__TASK DESCRIPTION__
Output all records below verbatim.

*** THE INPUT Section Begins ***

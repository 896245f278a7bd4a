use config::builder::DefaultState;
use config::{Config, ConfigBuilder, ConfigError, Environment, File, FileFormat};
use log::{debug, info};
use serde::{Deserialize, Serialize};
use std::path::Path;

pub const DEFAULT_TAG_PREFIX: &str = "shelvery";
pub const DEFAULT_BACKUP_MODE: &str = "COPY_AUTOMATED_SNAPSHOT";

const CONFIG_PATHS: [&str; 3] = [
    "/etc/shelvery/shelvery.toml",
    "~/.config/shelvery/shelvery.toml",
    "shelvery.toml",
];

#[derive(Debug, Clone, Deserialize, Serialize)]
pub struct ShelveryConfig {
    /// Namespace for every provenance tag written onto a backup.
    pub tag_prefix: String,
    /// Tag key that opts an entity into backups. Defaults to `{tag_prefix}:create_backup`.
    pub marker_tag: Option<String>,
    /// Raw RDS backup mode; validated when a backup is requested.
    pub rds_backup_mode: String,
    /// Region the engines operate in. Falls back to the AWS default chain.
    pub region: Option<String>,
    #[serde(default)]
    pub share_with_accounts: Vec<String>,
    #[serde(default)]
    pub copy_to_regions: Vec<String>,
    #[serde(default)]
    pub wait: WaitConfig,
    #[serde(default)]
    pub aws: AwsConfig,
}

#[derive(Debug, Clone, Deserialize, Serialize)]
pub struct WaitConfig {
    pub poll_interval_secs: u64,
    pub max_attempts: u32,
}

impl Default for WaitConfig {
    fn default() -> Self {
        Self {
            poll_interval_secs: 30,
            max_attempts: 60,
        }
    }
}

#[derive(Debug, Clone, Default, Deserialize, Serialize)]
pub struct AwsConfig {
    pub endpoint: Option<String>,
    pub access_key: Option<String>,
    pub secret_key: Option<String>,
}

impl ShelveryConfig {
    pub fn marker_tag(&self) -> String {
        match &self.marker_tag {
            Some(tag) if !tag.is_empty() => tag.clone(),
            _ => format!("{}:create_backup", self.tag_prefix),
        }
    }

    /// Parses a configuration from TOML text on top of the defaults.
    pub fn from_toml_str(contents: &str) -> Result<Self, ConfigError> {
        defaults()?
            .add_source(File::from_str(contents, FileFormat::Toml))
            .build()?
            .try_deserialize()
    }
}

fn defaults() -> Result<ConfigBuilder<DefaultState>, ConfigError> {
    Config::builder()
        .set_default("tag_prefix", DEFAULT_TAG_PREFIX)?
        .set_default("marker_tag", None::<String>)?
        .set_default("rds_backup_mode", DEFAULT_BACKUP_MODE)?
        .set_default("region", None::<String>)?
        .set_default("share_with_accounts", Vec::<String>::new())?
        .set_default("copy_to_regions", Vec::<String>::new())?
        .set_default("wait.poll_interval_secs", 30)?
        .set_default("wait.max_attempts", 60)
}

/// Loads the configuration from the standard locations and `SHELVERY_*` environment variables.
pub fn load_config() -> Result<ShelveryConfig, ConfigError> {
    load_config_from(None)
}

/// Like [`load_config`], with an extra file that takes precedence over the standard locations.
pub fn load_config_from(explicit: Option<&Path>) -> Result<ShelveryConfig, ConfigError> {
    let config_builder = CONFIG_PATHS.iter().fold(defaults()?, |builder, path| {
        let path = shellexpand::full(path)
            .map(|p| p.into_owned())
            .unwrap_or_else(|_| path.to_string());
        if Path::new(&path).exists() {
            info!("Loading configuration from {path}");
            builder.add_source(File::with_name(&path))
        } else {
            debug!("Configuration file {path} not present, skipping");
            builder
        }
    });

    let config_builder = match explicit {
        Some(path) => {
            info!("Loading configuration from {}", path.display());
            config_builder.add_source(File::from(path).required(true))
        }
        None => config_builder,
    };

    config_builder
        .add_source(
            Environment::with_prefix("SHELVERY")
                .prefix_separator("_")
                .separator("__")
                .list_separator(",")
                .with_list_parse_key("share_with_accounts")
                .with_list_parse_key("copy_to_regions")
                .try_parsing(true),
        )
        .build()?
        .try_deserialize()
}

/// Renders the effective configuration as TOML.
pub fn render_config(config: &ShelveryConfig) -> Result<String, toml::ser::Error> {
    toml::to_string_pretty(config)
}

*** THE INPUT Section Ends ***

__YOUR SOLUTION__
repository 896245f278a7bd4a
use config::builder::DefaultState;
use config::{Config, ConfigBuilder, ConfigError, Environment, File, FileFormat};
use log::{debug, info};
use serde::{Deserialize, Serialize};
use std::path::Path;

pub const DEFAULT_TAG_PREFIX: &str = "shelvery";
pub const DEFAULT_BACKUP_MODE: &str = "COPY_AUTOMATED_SNAPSHOT";

const CONFIG_PATHS: [&str; 3] = [
    "/etc/shelvery/shelvery.toml",
    "~/.config/shelvery/shelvery.toml",
    "shelvery.toml",
];

#[derive(Debug, Clone, Deserialize, Serialize)]
pub struct ShelveryConfig {
    /// Namespace for every provenance tag written onto a backup.
    pub tag_prefix: String,
    /// Tag key that opts an entity into backups. Defaults to `{tag_prefix}:create_backup`.
    pub marker_tag: Option<String>,
    /// Raw RDS backup mode; validated when a backup is requested.
    pub rds_backup_mode: String,
    /// Region the engines operate in. Falls back to the AWS default chain.
    pub region: Option<String>,
    #[serde(default)]
    pub share_with_accounts: Vec<String>,
    #[serde(default)]
    pub copy_to_regions: Vec<String>,
    #[serde(default)]
    pub wait: WaitConfig,
    #[serde(default)]
    pub aws: AwsConfig,
}

#[derive(Debug, Clone, Deserialize, Serialize)]
pub struct WaitConfig {
    pub poll_interval_secs: u64,
    pub max_attempts: u32,
}

impl Default for WaitConfig {
    fn default() -> Self {
        Self {
            poll_interval_secs: 30,
            max_attempts: 60,
        }
    }
}

#[derive(Debug, Clone, Default, Deserialize, Serialize)]
pub struct AwsConfig {
    pub endpoint: Option<String>,
    pub access_key: Option<String>,
    pub secret_key: Option<String>,
}

impl ShelveryConfig {
    pub fn marker_tag(&self) -> String {
        match &self.marker_tag {
            Some(tag) if !tag.is_empty() => tag.clone(),
            _ => format!("{}:create_backup", self.tag_prefix),
        }
    }

    /// Parses a configuration from TOML text on top of the defaults.
    pub fn from_toml_str(contents: &str) -> Result<Self, ConfigError> {
        defaults()?
            .add_source(File::from_str(contents, FileFormat::Toml))
            .build()?
            .try_deserialize()
    }
}

fn defaults() -> Result<ConfigBuilder<DefaultState>, ConfigError> {
    Config::builder()
        .set_default("tag_prefix", DEFAULT_TAG_PREFIX)?
        .set_default("marker_tag", None::<String>)?
        .set_default("rds_backup_mode", DEFAULT_BACKUP_MODE)?
        .set_default("region", None::<String>)?
        .set_default("share_with_accounts", Vec::<String>::new())?
        .set_default("copy_to_regions", Vec::<String>::new())?
        .set_default("wait.poll_interval_secs", 30)?
        .set_default("wait.max_attempts", 60)
}

/// Loads the configuration from the standard locations and `SHELVERY_*` environment variables.
pub fn load_config() -> Result<ShelveryConfig, ConfigError> {
    load_config_from(None)
}

/// Like [`load_config`], with an extra file that takes precedence over the standard locations.
pub fn load_config_from(explicit: Option<&Path>) -> Result<ShelveryConfig, ConfigError> {
    let config_builder = CONFIG_PATHS.iter().fold(defaults()?, |builder, path| {
        let path = shellexpand::full(path)
            .map(|p| p.into_owned())
            .unwrap_or_else(|_| path.to_string());
        if Path::new(&path).exists() {
            info!("Loading configuration from {path}");
            builder.add_source(File::with_name(&path))
        } else {
            debug!("Configuration file {path} not present, skipping");
            builder
        }
    });

    let config_builder = match explicit {
        Some(path) => {
            info!("Loading configuration from {}", path.display());
            config_builder.add_source(File::from(path).required(true))
        }
        None => config_builder,
    };

    config_builder
        .add_source(
            Environment::with_prefix("SHELVERY")
                .prefix_separator("_")
                .separator("__")
                .list_separator(",")
                .with_list_parse_key("share_with_accounts")
                .with_list_parse_key("copy_to_regions")
                .try_parsing(true),
        )
        .build()?
        .try_deserialize()
}

/// Renders the effective configuration as TOML.
pub fn render_config(config: &ShelveryConfig) -> Result<String, toml::ser::Error> {
    toml::to_string_pretty(config)
}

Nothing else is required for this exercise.